DESCRIPTION OF THE TASK :: Considering the entries that follow, report how many lines include the string "order", giving the number alone.

EXCERPTED RECORDS ::
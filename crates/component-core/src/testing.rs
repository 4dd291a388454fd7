//! Scripted prompter for driving resolution without a terminal

use crate::prompt::{ConfirmPrompt, InputPrompt, Prompter, SelectPrompt};
use std::collections::VecDeque;
use std::io;

/// A scripted answer to the next prompt
#[derive(Debug, Clone, PartialEq, Eq)]
pub enum Answer {
    /// Typed text for an input prompt
    Text(&'static str),
    /// Label of the option picked in a select prompt
    Choice(&'static str),
    Confirm(bool),
}

/// Replays answers in order and records which prompts were issued
///
/// Rejected input is asked again with the next scripted answer, the way the
/// terminal re-asks. Running out of answers behaves like the user aborting.
#[derive(Debug, Default)]
pub struct ScriptedPrompter {
    answers: VecDeque<Answer>,
    asked: Vec<&'static str>,
    rejections: Vec<String>,
}

impl ScriptedPrompter {
    pub fn new(answers: Vec<Answer>) -> Self {
        Self {
            answers: answers.into(),
            ..Default::default()
        }
    }

    /// Keys of the prompts issued so far, in order (re-asks are not repeated)
    pub fn asked(&self) -> &[&'static str] {
        &self.asked
    }

    /// Validator messages for every rejected input
    pub fn rejections(&self) -> &[String] {
        &self.rejections
    }

    /// Answers left unconsumed
    pub fn remaining(&self) -> usize {
        self.answers.len()
    }

    fn next(&mut self, key: &'static str) -> io::Result<Answer> {
        self.answers.pop_front().ok_or_else(|| {
            io::Error::new(
                io::ErrorKind::Interrupted,
                format!("no scripted answer for '{}'", key),
            )
        })
    }
}

fn mismatch(key: &str, expected: &str, got: &Answer) -> io::Error {
    io::Error::new(
        io::ErrorKind::InvalidInput,
        format!("'{}' expects {}, script has {:?}", key, expected, got),
    )
}

impl Prompter for ScriptedPrompter {
    async fn input(&mut self, prompt: &InputPrompt) -> io::Result<String> {
        self.asked.push(prompt.key);
        loop {
            let text = match self.next(prompt.key)? {
                Answer::Text(text) => text.to_string(),
                other => return Err(mismatch(prompt.key, "text", &other)),
            };

            // Same blank-input contract as the cliclack prompter
            if text.is_empty() && prompt.requires_input() {
                self.rejections.push("Input required".to_string());
                continue;
            }

            let text = match (&prompt.default, text.is_empty()) {
                (Some(default), true) => default.clone(),
                _ => text,
            };

            match prompt.validator.map(|validate| validate(&text)) {
                Some(Err(e)) => self.rejections.push(e.to_string()),
                _ => return Ok(text),
            }
        }
    }

    async fn select(&mut self, prompt: &SelectPrompt) -> io::Result<usize> {
        self.asked.push(prompt.key);
        match self.next(prompt.key)? {
            Answer::Choice(label) => prompt
                .choices
                .iter()
                .position(|c| c.label == label)
                .ok_or_else(|| {
                    io::Error::new(
                        io::ErrorKind::InvalidInput,
                        format!("'{}' has no option '{}'", prompt.key, label),
                    )
                }),
            other => Err(mismatch(prompt.key, "a choice", &other)),
        }
    }

    async fn confirm(&mut self, prompt: &ConfirmPrompt) -> io::Result<bool> {
        self.asked.push(prompt.key);
        match self.next(prompt.key)? {
            Answer::Confirm(value) => Ok(value),
            other => Err(mismatch(prompt.key, "a confirmation", &other)),
        }
    }
}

TASK RESPONSE :: 2